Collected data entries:

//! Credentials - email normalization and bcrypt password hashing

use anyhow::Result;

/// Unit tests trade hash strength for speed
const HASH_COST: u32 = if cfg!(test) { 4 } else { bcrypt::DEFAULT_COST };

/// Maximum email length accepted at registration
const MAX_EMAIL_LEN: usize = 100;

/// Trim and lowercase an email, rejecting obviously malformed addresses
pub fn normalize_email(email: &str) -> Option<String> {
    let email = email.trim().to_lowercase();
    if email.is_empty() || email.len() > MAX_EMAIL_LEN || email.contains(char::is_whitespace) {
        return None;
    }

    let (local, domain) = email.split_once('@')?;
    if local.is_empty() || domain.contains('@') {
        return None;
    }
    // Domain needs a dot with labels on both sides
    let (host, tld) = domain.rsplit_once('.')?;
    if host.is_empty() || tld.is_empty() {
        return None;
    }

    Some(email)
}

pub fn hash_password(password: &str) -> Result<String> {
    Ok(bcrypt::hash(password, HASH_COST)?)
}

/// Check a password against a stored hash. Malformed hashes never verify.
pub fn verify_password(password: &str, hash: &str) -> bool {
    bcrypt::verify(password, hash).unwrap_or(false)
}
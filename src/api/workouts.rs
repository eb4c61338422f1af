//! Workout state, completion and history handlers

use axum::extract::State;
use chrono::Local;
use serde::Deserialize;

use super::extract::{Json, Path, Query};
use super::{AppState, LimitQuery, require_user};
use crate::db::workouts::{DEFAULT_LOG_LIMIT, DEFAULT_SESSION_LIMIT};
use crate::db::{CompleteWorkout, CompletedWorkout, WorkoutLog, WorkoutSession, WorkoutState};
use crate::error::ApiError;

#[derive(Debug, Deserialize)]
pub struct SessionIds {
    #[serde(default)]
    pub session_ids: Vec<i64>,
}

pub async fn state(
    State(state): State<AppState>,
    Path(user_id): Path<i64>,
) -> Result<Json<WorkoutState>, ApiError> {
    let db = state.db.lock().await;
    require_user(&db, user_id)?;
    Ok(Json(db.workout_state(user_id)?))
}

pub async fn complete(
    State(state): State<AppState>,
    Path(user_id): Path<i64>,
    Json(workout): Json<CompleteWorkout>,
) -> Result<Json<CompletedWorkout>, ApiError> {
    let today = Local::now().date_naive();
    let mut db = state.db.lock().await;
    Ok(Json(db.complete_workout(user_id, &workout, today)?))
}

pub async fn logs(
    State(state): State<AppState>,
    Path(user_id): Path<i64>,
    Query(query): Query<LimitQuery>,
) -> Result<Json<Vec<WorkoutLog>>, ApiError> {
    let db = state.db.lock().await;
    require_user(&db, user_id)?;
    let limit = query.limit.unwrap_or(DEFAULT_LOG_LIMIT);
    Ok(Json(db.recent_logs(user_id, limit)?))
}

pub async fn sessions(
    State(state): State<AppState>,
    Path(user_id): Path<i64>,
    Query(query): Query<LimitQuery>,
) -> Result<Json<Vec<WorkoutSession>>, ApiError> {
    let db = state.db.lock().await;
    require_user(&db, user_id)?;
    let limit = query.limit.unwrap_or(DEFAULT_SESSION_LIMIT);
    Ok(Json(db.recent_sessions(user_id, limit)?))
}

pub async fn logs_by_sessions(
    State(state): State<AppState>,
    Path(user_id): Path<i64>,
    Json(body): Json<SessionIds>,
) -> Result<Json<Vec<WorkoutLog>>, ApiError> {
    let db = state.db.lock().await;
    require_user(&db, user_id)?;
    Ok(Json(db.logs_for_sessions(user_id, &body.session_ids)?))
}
==
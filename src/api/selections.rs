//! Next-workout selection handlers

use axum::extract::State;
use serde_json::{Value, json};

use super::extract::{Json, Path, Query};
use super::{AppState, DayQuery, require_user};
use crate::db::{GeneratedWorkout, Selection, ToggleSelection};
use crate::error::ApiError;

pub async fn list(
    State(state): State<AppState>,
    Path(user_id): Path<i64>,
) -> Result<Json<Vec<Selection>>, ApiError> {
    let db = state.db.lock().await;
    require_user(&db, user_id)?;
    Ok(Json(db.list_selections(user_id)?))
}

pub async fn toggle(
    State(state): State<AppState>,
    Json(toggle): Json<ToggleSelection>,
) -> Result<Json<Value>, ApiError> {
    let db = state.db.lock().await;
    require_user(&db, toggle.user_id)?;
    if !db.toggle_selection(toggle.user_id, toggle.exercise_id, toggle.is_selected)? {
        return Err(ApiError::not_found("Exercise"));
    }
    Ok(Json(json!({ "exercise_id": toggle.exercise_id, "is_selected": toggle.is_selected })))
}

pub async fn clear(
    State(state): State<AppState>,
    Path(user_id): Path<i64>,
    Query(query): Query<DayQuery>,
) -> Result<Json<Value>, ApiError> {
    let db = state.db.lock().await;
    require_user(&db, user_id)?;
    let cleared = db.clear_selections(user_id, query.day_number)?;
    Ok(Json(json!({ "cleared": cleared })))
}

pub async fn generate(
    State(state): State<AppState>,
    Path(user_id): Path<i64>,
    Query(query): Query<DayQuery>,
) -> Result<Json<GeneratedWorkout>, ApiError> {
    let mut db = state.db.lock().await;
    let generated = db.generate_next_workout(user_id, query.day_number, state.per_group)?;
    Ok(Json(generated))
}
* * *
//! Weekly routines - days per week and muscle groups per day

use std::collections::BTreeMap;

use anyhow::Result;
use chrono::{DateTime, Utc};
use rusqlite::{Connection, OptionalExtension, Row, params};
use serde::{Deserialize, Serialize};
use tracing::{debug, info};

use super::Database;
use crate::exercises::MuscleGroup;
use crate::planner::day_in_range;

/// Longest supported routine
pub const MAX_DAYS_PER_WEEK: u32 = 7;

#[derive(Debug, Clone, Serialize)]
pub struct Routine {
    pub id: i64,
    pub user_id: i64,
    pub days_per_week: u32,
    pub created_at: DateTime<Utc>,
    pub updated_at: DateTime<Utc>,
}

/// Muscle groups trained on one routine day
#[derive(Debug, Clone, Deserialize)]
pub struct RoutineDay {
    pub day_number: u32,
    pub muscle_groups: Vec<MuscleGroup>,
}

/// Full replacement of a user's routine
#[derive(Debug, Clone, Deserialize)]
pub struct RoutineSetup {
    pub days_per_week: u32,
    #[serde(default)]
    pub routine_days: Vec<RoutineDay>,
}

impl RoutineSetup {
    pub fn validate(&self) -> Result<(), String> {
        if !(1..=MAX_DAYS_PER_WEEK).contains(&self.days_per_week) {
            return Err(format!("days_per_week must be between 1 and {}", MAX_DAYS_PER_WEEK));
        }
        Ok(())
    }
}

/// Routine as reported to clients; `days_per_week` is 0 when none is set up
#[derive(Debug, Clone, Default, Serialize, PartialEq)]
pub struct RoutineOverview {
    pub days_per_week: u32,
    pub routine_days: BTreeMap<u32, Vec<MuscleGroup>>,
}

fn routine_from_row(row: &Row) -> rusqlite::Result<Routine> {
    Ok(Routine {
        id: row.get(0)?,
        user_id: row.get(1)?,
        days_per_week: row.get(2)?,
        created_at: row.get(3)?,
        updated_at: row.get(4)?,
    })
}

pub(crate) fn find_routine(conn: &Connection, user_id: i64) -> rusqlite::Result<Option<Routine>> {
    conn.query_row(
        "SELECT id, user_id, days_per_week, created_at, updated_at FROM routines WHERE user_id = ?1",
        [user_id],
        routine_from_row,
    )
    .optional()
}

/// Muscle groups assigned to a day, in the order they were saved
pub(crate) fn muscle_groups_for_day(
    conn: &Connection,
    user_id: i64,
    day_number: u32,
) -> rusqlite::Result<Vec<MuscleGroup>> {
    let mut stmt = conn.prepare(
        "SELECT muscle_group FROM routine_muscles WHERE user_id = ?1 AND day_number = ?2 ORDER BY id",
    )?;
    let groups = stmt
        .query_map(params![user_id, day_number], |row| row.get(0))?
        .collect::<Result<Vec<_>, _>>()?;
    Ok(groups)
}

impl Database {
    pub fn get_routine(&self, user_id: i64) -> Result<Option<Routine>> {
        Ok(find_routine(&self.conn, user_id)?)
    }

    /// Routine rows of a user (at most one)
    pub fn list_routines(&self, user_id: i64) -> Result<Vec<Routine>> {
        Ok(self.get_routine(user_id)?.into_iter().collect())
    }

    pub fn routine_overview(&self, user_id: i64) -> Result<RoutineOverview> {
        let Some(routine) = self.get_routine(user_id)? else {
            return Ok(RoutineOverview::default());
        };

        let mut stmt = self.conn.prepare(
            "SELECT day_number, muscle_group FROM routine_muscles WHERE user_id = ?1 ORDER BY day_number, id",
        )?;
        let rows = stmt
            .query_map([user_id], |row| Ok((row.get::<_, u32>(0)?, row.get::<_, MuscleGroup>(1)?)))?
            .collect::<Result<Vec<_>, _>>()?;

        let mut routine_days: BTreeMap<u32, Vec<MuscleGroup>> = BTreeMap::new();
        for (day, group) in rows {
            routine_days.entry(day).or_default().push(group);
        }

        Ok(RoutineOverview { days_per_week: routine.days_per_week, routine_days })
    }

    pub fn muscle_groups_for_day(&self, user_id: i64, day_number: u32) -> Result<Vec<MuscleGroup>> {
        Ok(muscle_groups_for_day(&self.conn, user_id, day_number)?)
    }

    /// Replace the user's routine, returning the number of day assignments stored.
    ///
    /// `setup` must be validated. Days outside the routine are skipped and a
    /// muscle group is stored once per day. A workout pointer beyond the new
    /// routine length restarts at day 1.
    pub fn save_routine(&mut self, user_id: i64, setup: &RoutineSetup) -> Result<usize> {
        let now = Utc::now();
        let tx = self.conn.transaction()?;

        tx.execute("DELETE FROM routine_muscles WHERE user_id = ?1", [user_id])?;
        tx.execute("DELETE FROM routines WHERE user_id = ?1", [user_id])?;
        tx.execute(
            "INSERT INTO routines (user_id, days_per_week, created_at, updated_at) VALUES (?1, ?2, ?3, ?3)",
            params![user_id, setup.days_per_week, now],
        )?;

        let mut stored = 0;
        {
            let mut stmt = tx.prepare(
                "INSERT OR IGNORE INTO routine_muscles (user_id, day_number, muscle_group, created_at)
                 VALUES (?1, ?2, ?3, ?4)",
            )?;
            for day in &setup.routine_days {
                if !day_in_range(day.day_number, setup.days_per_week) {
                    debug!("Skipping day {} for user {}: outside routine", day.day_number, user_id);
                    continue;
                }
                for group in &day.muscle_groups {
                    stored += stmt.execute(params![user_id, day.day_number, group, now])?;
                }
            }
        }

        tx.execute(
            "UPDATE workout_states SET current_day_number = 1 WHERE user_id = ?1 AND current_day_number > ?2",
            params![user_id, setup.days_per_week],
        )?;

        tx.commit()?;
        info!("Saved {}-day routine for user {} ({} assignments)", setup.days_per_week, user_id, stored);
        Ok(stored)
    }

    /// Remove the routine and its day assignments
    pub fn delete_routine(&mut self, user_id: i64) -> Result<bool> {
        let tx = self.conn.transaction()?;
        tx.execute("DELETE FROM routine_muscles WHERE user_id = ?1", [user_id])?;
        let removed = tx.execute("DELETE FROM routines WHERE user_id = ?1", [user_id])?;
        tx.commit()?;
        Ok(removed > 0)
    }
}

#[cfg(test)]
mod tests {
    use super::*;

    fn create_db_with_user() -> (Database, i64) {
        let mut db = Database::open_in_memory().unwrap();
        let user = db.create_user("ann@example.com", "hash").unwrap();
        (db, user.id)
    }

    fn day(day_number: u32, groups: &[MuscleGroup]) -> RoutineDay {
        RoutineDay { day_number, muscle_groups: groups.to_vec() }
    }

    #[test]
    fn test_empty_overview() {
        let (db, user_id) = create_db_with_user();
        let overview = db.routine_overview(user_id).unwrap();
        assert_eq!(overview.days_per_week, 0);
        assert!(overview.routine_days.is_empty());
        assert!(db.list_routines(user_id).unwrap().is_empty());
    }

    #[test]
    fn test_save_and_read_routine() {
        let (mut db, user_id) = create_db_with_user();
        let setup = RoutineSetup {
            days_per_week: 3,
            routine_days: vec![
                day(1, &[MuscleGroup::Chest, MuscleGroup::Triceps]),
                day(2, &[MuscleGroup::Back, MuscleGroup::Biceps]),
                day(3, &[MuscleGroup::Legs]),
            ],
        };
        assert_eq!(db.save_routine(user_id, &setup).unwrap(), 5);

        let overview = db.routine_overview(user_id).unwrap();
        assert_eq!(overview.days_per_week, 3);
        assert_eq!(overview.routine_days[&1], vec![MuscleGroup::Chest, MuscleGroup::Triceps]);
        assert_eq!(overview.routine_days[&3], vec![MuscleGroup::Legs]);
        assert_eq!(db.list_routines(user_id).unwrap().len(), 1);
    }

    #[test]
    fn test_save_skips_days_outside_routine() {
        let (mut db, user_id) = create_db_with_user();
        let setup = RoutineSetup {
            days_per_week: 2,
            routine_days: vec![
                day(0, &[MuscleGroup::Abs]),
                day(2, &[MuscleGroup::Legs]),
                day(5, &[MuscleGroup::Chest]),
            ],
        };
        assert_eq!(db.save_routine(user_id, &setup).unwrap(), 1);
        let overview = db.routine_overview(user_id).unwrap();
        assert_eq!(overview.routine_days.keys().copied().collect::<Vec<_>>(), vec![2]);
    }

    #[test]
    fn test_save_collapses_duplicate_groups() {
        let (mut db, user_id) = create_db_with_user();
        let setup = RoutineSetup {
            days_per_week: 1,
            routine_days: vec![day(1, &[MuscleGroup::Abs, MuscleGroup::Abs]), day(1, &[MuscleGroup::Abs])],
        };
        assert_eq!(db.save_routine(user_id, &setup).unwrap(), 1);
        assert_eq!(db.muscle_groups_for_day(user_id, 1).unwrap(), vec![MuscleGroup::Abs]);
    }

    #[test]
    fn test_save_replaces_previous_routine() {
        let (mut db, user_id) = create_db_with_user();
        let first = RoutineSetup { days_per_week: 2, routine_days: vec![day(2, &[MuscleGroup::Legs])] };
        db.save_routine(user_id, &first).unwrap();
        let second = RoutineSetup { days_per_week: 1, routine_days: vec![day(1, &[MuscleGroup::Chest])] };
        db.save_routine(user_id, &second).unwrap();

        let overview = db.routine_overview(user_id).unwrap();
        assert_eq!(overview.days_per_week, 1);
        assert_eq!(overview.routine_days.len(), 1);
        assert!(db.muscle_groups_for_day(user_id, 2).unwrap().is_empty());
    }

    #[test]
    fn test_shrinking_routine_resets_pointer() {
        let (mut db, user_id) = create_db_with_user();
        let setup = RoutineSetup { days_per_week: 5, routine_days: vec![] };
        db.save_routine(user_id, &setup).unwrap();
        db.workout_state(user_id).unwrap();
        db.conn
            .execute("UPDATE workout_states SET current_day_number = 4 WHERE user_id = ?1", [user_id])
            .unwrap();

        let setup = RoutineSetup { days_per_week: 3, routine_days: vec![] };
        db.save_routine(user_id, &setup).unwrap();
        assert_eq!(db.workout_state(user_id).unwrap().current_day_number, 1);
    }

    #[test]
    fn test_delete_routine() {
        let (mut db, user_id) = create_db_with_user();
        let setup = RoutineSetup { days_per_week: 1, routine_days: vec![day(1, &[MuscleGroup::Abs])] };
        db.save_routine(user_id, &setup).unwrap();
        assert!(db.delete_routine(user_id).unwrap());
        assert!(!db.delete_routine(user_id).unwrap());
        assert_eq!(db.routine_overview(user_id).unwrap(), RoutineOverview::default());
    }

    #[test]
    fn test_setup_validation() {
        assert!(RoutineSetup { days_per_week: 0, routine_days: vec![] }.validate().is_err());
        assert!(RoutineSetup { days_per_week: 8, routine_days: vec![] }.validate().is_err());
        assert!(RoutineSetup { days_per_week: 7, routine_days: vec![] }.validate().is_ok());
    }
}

Your instructions: Filter the entries above down to the lines that contain the word "async".

Solution:
pub async fn state(
pub async fn complete(
pub async fn logs(
pub async fn sessions(
pub async fn logs_by_sessions(
pub async fn list(
pub async fn toggle(
pub async fn clear(
pub async fn generate(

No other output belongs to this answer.